Mir fröstelt. Ich trinke einen Schluck Tee und versuche an etwas Positives zu denken. Mir fällt nichts ein. Zu viele Probleme lassen mich keine weihnachtliche Ruhe finden. Ich muss an den fast ungehindert voranschreitenden, menschengemachten Klimawandel denken. An die geistige Flucht vieler Menschen aus der Realität. An die Bereicherung einzelner auf Kosten und zu Lasten anderer und der Umwelt, und das gerade auch zur Weihnachtszeit. Ich sehe in vielen Aspekten eine grenzenlose egoistische Welt und doch kann und darf die Welt nicht so sein.
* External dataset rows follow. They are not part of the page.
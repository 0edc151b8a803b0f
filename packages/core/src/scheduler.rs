//! Outage refresh scheduler.
//!
//! Drives the refresh loop: each tick pulls every active outage from the
//! provider and hands the batch to the store, so the read path always
//! serves the last successfully persisted snapshot.

use std::sync::Arc;
use std::time::Duration;

use tokio::sync::watch;
use tokio::time::{self, MissedTickBehavior};

use crate::metrics::AppMetrics;
use crate::outage::{OutageProvider, OutageStore, RefreshError};

/// Shared handle to the outage source.
pub type SharedProvider = Arc<dyn OutageProvider + Send + Sync>;
/// Shared handle to the outage sink.
pub type SharedStore = Arc<dyn OutageStore + Send + Sync>;

/// Run the outage refresh loop.
///
/// The first cycle starts immediately; later cycles start one `interval`
/// after the previous one began, or right after it finished if it overran.
/// Cycles never overlap. Errors from a cycle are logged and counted and the
/// loop continues.
///
/// Runs until `shutdown` flips to `true` or its sender is dropped. A cycle
/// in flight at that point is abandoned before anything is committed.
pub async fn run_refresh_loop(
    provider: SharedProvider,
    store: SharedStore,
    metrics: Arc<AppMetrics>,
    interval: Duration,
    mut shutdown: watch::Receiver<bool>,
) {
    let mut ticker = time::interval(interval);
    ticker.set_missed_tick_behavior(MissedTickBehavior::Delay);

    tracing::info!(
        provider = provider.provider_name(),
        "Outage refresh started (interval: {}s)",
        interval.as_secs()
    );

    loop {
        tokio::select! {
            biased;
            _ = shutdown_requested(&mut shutdown) => break,
            _ = ticker.tick() => {}
        }

        metrics.refresh_cycles_total.inc();

        tokio::select! {
            biased;
            _ = shutdown_requested(&mut shutdown) => {
                tracing::info!("Shutdown during refresh cycle, discarding its results");
                break;
            }
            result = refresh_once(provider.as_ref(), store.as_ref()) => {
                record_cycle(&metrics, result);
            }
        }
    }

    tracing::info!("Outage refresh stopped cleanly");
}

/// Execute a single refresh cycle: fetch everything, then save it as one batch.
pub async fn refresh_once(
    provider: &(dyn OutageProvider + Send + Sync),
    store: &(dyn OutageStore + Send + Sync),
) -> Result<usize, RefreshError> {
    let outages = provider.fetch_all().await?;

    if outages.is_empty() {
        tracing::warn!("Provider returned no outages this cycle");
    }

    store.save_batch(&outages).await?;
    Ok(outages.len())
}

fn record_cycle(metrics: &AppMetrics, result: Result<usize, RefreshError>) {
    match result {
        Ok(saved) => {
            metrics.outages_saved_total.inc_by(saved as f64);
            metrics.last_batch_size.set(saved as f64);
            tracing::info!(saved, "Refresh cycle complete");
        }
        Err(err) => {
            let stage = match err {
                RefreshError::Extract(_) => "extract",
                RefreshError::Store(_) => "store",
            };
            metrics.refresh_errors_total.with_label_values(&[stage]).inc();
            tracing::error!(stage, "refresh water outages failed: {}", err);
        }
    }
}

async fn shutdown_requested(shutdown: &mut watch::Receiver<bool>) {
    // Err means the sender is gone; nobody is left to keep us running.
    let _ = shutdown.wait_for(|stop| *stop).await;
}
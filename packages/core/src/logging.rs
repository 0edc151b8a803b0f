use tracing_subscriber::{fmt, EnvFilter};

/// Used when `RUST_LOG` is unset or unparsable. sqlx logs every statement
/// at info, which drowns the refresh cycle output.
const DEFAULT_DIRECTIVES: &str = "info,sqlx=warn";

fn env_filter() -> EnvFilter {
    EnvFilter::try_from_default_env().unwrap_or_else(|_| EnvFilter::new(DEFAULT_DIRECTIVES))
}

/// Install the global tracing subscriber. Call once, from main.
pub fn init_logging() {
    let filter = env_filter();
    let directives = filter.to_string();

    fmt()
        .with_env_filter(filter)
        .with_file(true)
        .with_line_number(true)
        .compact()
        .init();

    tracing::info!(%directives, "Logging initialized");
}

#[cfg(test)]
mod tests {
    use super::*;

    #[test]
    fn default_directives_parse() {
        let filter = EnvFilter::try_new(DEFAULT_DIRECTIVES).unwrap();
        assert!(filter.to_string().contains("sqlx=warn"));
    }
}
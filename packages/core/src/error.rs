use thiserror::Error;

use crate::outage::ExtractError;

/// Unified application error.
///
/// Covers startup and server failures. Refresh-cycle errors never reach
/// this type; the scheduler logs them and moves on.
#[derive(Debug, Error)]
pub enum AppError {
    #[error("Config error: {0}")]
    Config(String),

    #[error("Database error: {0}")]
    Database(#[from] sqlx::Error),

    #[error("Source client error: {0}")]
    Source(#[from] ExtractError),

    #[error("Metrics error: {0}")]
    Metrics(#[from] prometheus::Error),

    #[error("Server error: {0}")]
    Server(#[from] std::io::Error),
}
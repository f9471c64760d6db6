use crate::domain::model::ForecastConfig;
use crate::services::percentiles;

/// Dampens single-month outliers while leaving recurring seasonal
/// swings alone.
///
/// A month is only touched when its ratio to the trailing 12-month
/// average falls outside the spike-clip bounds AND outside its
/// calendar-month acceptance band (median ± k·MAD of that bucket's
/// ratios). The second condition is what protects legitimate seasonal
/// extremes from being flattened.
pub fn smooth_seasonal_aware(series: &[f64], config: &ForecastConfig) -> Vec<f64> {
    let n = series.len();
    let base = trailing_average_base(series);

    // Ratio distribution per calendar-month bucket.
    let mut ratios_by_bucket: [Vec<f64>; 12] = Default::default();
    for i in 0..n {
        let ratio = if base[i] > 0.0 { series[i] / base[i] } else { 1.0 };
        if ratio.is_finite() && ratio > 0.0 {
            ratios_by_bucket[i % 12].push(ratio);
        }
    }

    let mut medians = [1.0; 12];
    let mut mads = [0.05; 12];
    for bucket in 0..12 {
        let ratios = &ratios_by_bucket[bucket];
        if ratios.is_empty() {
            continue;
        }
        medians[bucket] = percentiles::value(ratios, 0.5);

        let deviations: Vec<f64> = ratios.iter().map(|r| (r - medians[bucket]).abs()).collect();
        let mad = percentiles::value(&deviations, 0.5);
        // Floor keeps the acceptance band from collapsing to a point.
        mads[bucket] = mad.max(0.05);
    }

    let mut out = series.to_vec();
    for i in 0..n {
        if base[i] <= 0.0 {
            continue;
        }
        let ratio = out[i] / base[i];
        if !ratio.is_finite() || ratio <= 0.0 {
            continue;
        }
        if ratio >= config.spike_clip_min && ratio <= config.spike_clip_max {
            continue;
        }

        let bucket = i % 12;
        let lo = (medians[bucket] - config.seasonal_mad_k * mads[bucket]).max(0.30);
        let hi = (medians[bucket] + config.seasonal_mad_k * mads[bucket]).max(lo + 0.05);

        // Inside the seasonal band: a recurring extreme, not a spike.
        if ratio >= lo && ratio <= hi {
            continue;
        }

        out[i] = base[i] * ratio.clamp(config.spike_clip_min, config.spike_clip_max);
    }
    out
}

/// Trailing 12-month average of the preceding months, excluding the
/// month itself; falls back to the raw value when nothing precedes it.
fn trailing_average_base(series: &[f64]) -> Vec<f64> {
    let n = series.len();
    let mut base = vec![0.0; n];
    for i in 0..n {
        let start = i.saturating_sub(12);
        let window = &series[start..i];
        base[i] = if window.is_empty() {
            series[i]
        } else {
            window.iter().sum::<f64>() / window.len() as f64
        };
    }
    base
}
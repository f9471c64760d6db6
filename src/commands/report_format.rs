use crate::services::report_types::{BandReport, ForecastReport};

pub fn format_forecast_report(report: &ForecastReport) -> String {
    let mut lines = Vec::new();
    lines.push("Revenue Forecast".to_string());
    lines.push(format!("Client: {}", report.client));
    lines.push(format!("Fiscal year: FY{}", report.fiscal_year));
    lines.push(format!("Data source: {}", report.data_source));
    lines.push(format!("Trials: {}", report.trials));
    if !report.history_complete {
        lines.push("Warning: history shorter than 48 months, missing months padded with zero".to_string());
    }
    lines.push(String::new());
    lines.push("Annual totals:".to_string());
    lines.push("Band | P10 | P50 | P90 | Range".to_string());
    lines.push("-----|-----|-----|-----|------".to_string());
    lines.push(format_annual_row("Mixed", &report.mixed));
    lines.push(format_annual_row("Objective", &report.objective));
    lines.push(String::new());
    lines.push("Monthly mixed forecast:".to_string());
    lines.push("Month | P10 | P50 | P90 | Regression".to_string());
    lines.push("------|-----|-----|-----|-----------".to_string());
    for (i, month) in report.months.iter().enumerate() {
        lines.push(format!(
            "{month} | {:.0} | {:.0} | {:.0} | {:.0}",
            report.mixed.p10[i], report.mixed.p50[i], report.mixed.p90[i], report.regression[i]
        ));
    }
    if !report.adjustment_summary.is_empty() {
        lines.push(String::new());
        lines.push("Adjustments:".to_string());
        for entry in &report.adjustment_summary {
            lines.push(format!("  {entry}"));
        }
    }
    if !report.opinion_summary.is_empty() {
        lines.push(String::new());
        lines.push("Opinions:".to_string());
        for entry in &report.opinion_summary {
            lines.push(format!("  {entry}"));
        }
    }

    lines.join("\n")
}

fn format_annual_row(label: &str, band: &BandReport) -> String {
    format!(
        "{label} | {:.0} | {:.0} | {:.0} | {:.0}",
        band.annual_p10, band.annual_p50, band.annual_p90, band.annual_range
    )
}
Es muss eine bessere Welt geben.
Und doch, je mehr ich darüber nachdenke, desto mehr stelle ich fest, dass sich auf der Welt und in unserer Gesellschaft diese Strömungen, mit all ihren negativen Fassetten, mehr und mehr ausprägen. Es wird leider noch viel zu viel dem Egoismus gehuldigt, anstatt ein nachhaltiges, auf ökologischer und humanistischer Vernunft basiertes Gesellschaftsmodell zu etablieren. Ein Gesellschafts- und vielleicht sogar Weltmodell, in dem alle Menschen in Frieden und im Einklang mit der Natur leben können.
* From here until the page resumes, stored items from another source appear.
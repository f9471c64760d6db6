use std::collections::HashMap;

use chrono::NaiveDate;
use rand::Rng;
use thiserror::Error;

use crate::domain::adjustments::{ClientFactor, OpinionFactor, ProductFactor};
use crate::domain::model::{PercentileBand, TrendSeasonalModel};
use crate::domain::series::FORECAST_MONTHS;
use crate::services::factor_resolvers::{
    client_multiplier, product_multiplier, sample_opinion_multiplier,
};
use crate::services::percentiles;

#[derive(Error, Debug)]
pub enum SimulationError {
    #[error("trial count must be greater than zero")]
    InvalidTrials,
}

/// Everything the mixed simulation needs, resolved before any trial
/// runs. The simulator itself touches no state beyond the RNG.
pub struct MixedForecastInputs<'a> {
    pub model: &'a TrendSeasonalModel,
    pub fixed_additions: &'a [f64],
    pub residual_pool: &'a [f64],
    pub product_factors: &'a [ProductFactor],
    pub client_factors: &'a [ClientFactor],
    pub opinions: &'a [OpinionFactor],
    pub product_weights: &'a HashMap<String, f64>,
    /// First day of each of the 12 forecast months.
    pub forecast_months: &'a [NaiveDate],
}

/// The stochastic "mixed" forecast: per trial and month, one residual
/// resampled from the closed-month pool, scaled by the product and
/// client multipliers and a freshly jittered opinion multiplier,
/// floored at zero, then the fixed addition on top. The N samples per
/// month reduce to P10/P50/P90 through the shared interpolated
/// percentile, so the band ordering holds by construction.
pub fn run_mixed_simulation_with_rng<R: Rng + ?Sized>(
    inputs: &MixedForecastInputs,
    trials: usize,
    rng: &mut R,
) -> Result<PercentileBand, SimulationError> {
    if trials == 0 {
        return Err(SimulationError::InvalidTrials);
    }

    // The deterministic multipliers do not vary across trials.
    let product_by_month: Vec<f64> = inputs
        .forecast_months
        .iter()
        .map(|m| product_multiplier(inputs.product_factors, *m, inputs.product_weights))
        .collect();
    let client_by_month: Vec<f64> = inputs
        .forecast_months
        .iter()
        .map(|m| client_multiplier(inputs.client_factors, *m))
        .collect();

    let months = inputs.forecast_months.len().min(FORECAST_MONTHS);
    let mut samples_by_month: Vec<Vec<f64>> = vec![Vec::with_capacity(trials); months];

    for _ in 0..trials {
        for i in 0..months {
            let base = inputs.model.forecast_base(i);
            let residual = sample_residual(inputs.residual_pool, rng);

            let mut ops = base * (1.0 + residual);
            ops *= product_by_month[i];
            ops *= client_by_month[i];
            ops *= sample_opinion_multiplier(inputs.opinions, inputs.forecast_months[i], rng);

            let fixed = inputs.fixed_additions.get(i).copied().unwrap_or(0.0);
            samples_by_month[i].push(ops.max(0.0) + fixed);
        }
    }

    let mut band = PercentileBand::with_capacity(months);
    for samples in &mut samples_by_month {
        samples.sort_by(|a, b| a.partial_cmp(b).unwrap_or(std::cmp::Ordering::Equal));
        band.p10.push(percentiles::value_sorted(samples, 0.10));
        band.p50.push(percentiles::value_sorted(samples, 0.50));
        band.p90.push(percentiles::value_sorted(samples, 0.90));
    }
    Ok(band)
}

fn sample_residual<R: Rng + ?Sized>(pool: &[f64], rng: &mut R) -> f64 {
    if pool.is_empty() {
        return 0.0;
    }
    let value = pool[rng.gen_range(0..pool.len())];
    if value.is_finite() { value } else { 0.0 }
}
use chrono::NaiveDate;
use std::collections::BTreeMap;

use crate::domain::adjustments::OpinionFactor;

/// One-line digest of the latest opinion per stakeholder, e.g.
/// `Sato +20% (0.80): promo ends`. Stakeholders are listed in name
/// order so the summary is stable across runs.
pub fn summarize_latest(opinions: &[OpinionFactor]) -> String {
    let mut latest: BTreeMap<&str, &OpinionFactor> = BTreeMap::new();
    for opinion in opinions {
        latest
            .entry(opinion.person.as_str())
            .and_modify(|current| {
                if current.effective_month < opinion.effective_month {
                    *current = opinion;
                }
            })
            .or_insert(opinion);
    }

    latest
        .values()
        .map(|o| format_entry(o, true))
        .collect::<Vec<_>>()
        .join(" / ")
}

/// Per forecast month: the latest noted opinion of each stakeholder
/// whose opinion is effective by that month.
pub fn summarize_by_month(opinions: &[OpinionFactor], months: &[NaiveDate]) -> Vec<String> {
    months
        .iter()
        .map(|month| {
            let mut latest: BTreeMap<&str, &OpinionFactor> = BTreeMap::new();
            for opinion in opinions {
                if opinion.effective_month > *month || opinion.note.trim().is_empty() {
                    continue;
                }
                latest
                    .entry(opinion.person.as_str())
                    .and_modify(|current| {
                        if current.effective_month < opinion.effective_month {
                            *current = opinion;
                        }
                    })
                    .or_insert(opinion);
            }
            latest
                .values()
                .map(|o| format_entry(o, false))
                .collect::<Vec<_>>()
                .join(" / ")
        })
        .collect()
}

fn format_entry(opinion: &OpinionFactor, with_note: bool) -> String {
    let pct = (opinion.step * 100.0).round() as i64;
    let sign = if pct > 0 { "+" } else { "" };
    let mut entry = format!("{} {sign}{pct}% ({:.2})", opinion.person, opinion.confidence);
    if with_note && !opinion.note.trim().is_empty() {
        entry.push_str(": ");
        entry.push_str(opinion.note.trim());
    }
    entry
}
/// Linear trend plus 12-slot multiplicative seasonal index, fitted to
/// the smoothed 48-month series.
#[derive(Debug, Clone, PartialEq)]
pub struct TrendSeasonalModel {
    pub intercept: f64,
    pub slope: f64,
    /// One multiplier per calendar-month bucket, clamped to [0.80, 1.20].
    pub seasonal_index: [f64; 12],
    /// In-sample fit, floored at zero.
    pub fitted: Vec<f64>,
}

impl TrendSeasonalModel {
    /// Extrapolated trend-times-seasonality value for forecast month
    /// `offset` (0-based, continuing the in-sample time index).
    pub fn forecast_base(&self, offset: usize) -> f64 {
        let t = (self.fitted.len() + offset + 1) as f64;
        let base = (self.intercept + self.slope * t) * self.seasonal_index[offset % 12];
        base.max(0.0)
    }
}

/// A 12-month P10/P50/P90 band. Built from per-month sorted samples or
/// shared residual quantiles, so the ordering holds by construction.
#[derive(Debug, Clone, PartialEq)]
pub struct PercentileBand {
    pub p10: Vec<f64>,
    pub p50: Vec<f64>,
    pub p90: Vec<f64>,
}

impl PercentileBand {
    pub fn with_capacity(months: usize) -> Self {
        Self {
            p10: Vec::with_capacity(months),
            p50: Vec::with_capacity(months),
            p90: Vec::with_capacity(months),
        }
    }
}

/// Tuning knobs of the pipeline. Passed explicitly into every stage;
/// no stage reads ambient state.
#[derive(Debug, Clone, PartialEq)]
pub struct ForecastConfig {
    /// Monte Carlo trial count.
    pub trials: usize,
    /// Ratio bounds outside which a month is a spike candidate.
    pub spike_clip_min: f64,
    pub spike_clip_max: f64,
    /// Width of the seasonal acceptance band, in MAD multiples.
    pub seasonal_mad_k: f64,
    /// Clip bounds for the year-over-year trend factors used by
    /// unclosed-month imputation.
    pub trend_factor_min: f64,
    pub trend_factor_max: f64,
}

impl Default for ForecastConfig {
    fn default() -> Self {
        Self {
            trials: 1000,
            spike_clip_min: 0.70,
            spike_clip_max: 1.40,
            seasonal_mad_k: 3.0,
            trend_factor_min: 0.85,
            trend_factor_max: 1.15,
        }
    }
}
„In Frieden und im Einklang mit der Natur leben“, das klingt doch gut. Das ist das, nach dem man im Leben streben sollte und so nehme ich mir da, unter meinem lebenden Weihnachtsbaum sitzend, vor, mein Leben lang nach Frieden und Einklang mit der Natur zu streben und ihn zu leben. Ich werde Tag für Tag darauf hinarbeiten, wobei Logik, Wissenschaft und Verständnis meine Werkzeuge zum Erreichen dieses Zieles sein sollen, denn nichts ist gefährlicher, als Filterblasen und die grenzenlose selbst Überschätzung des eigenen Weltbildes. Vor allem dann, wenn das eigene Weltbild nicht auf physikalischen und wissenschaftlichen Grundlagen basiert.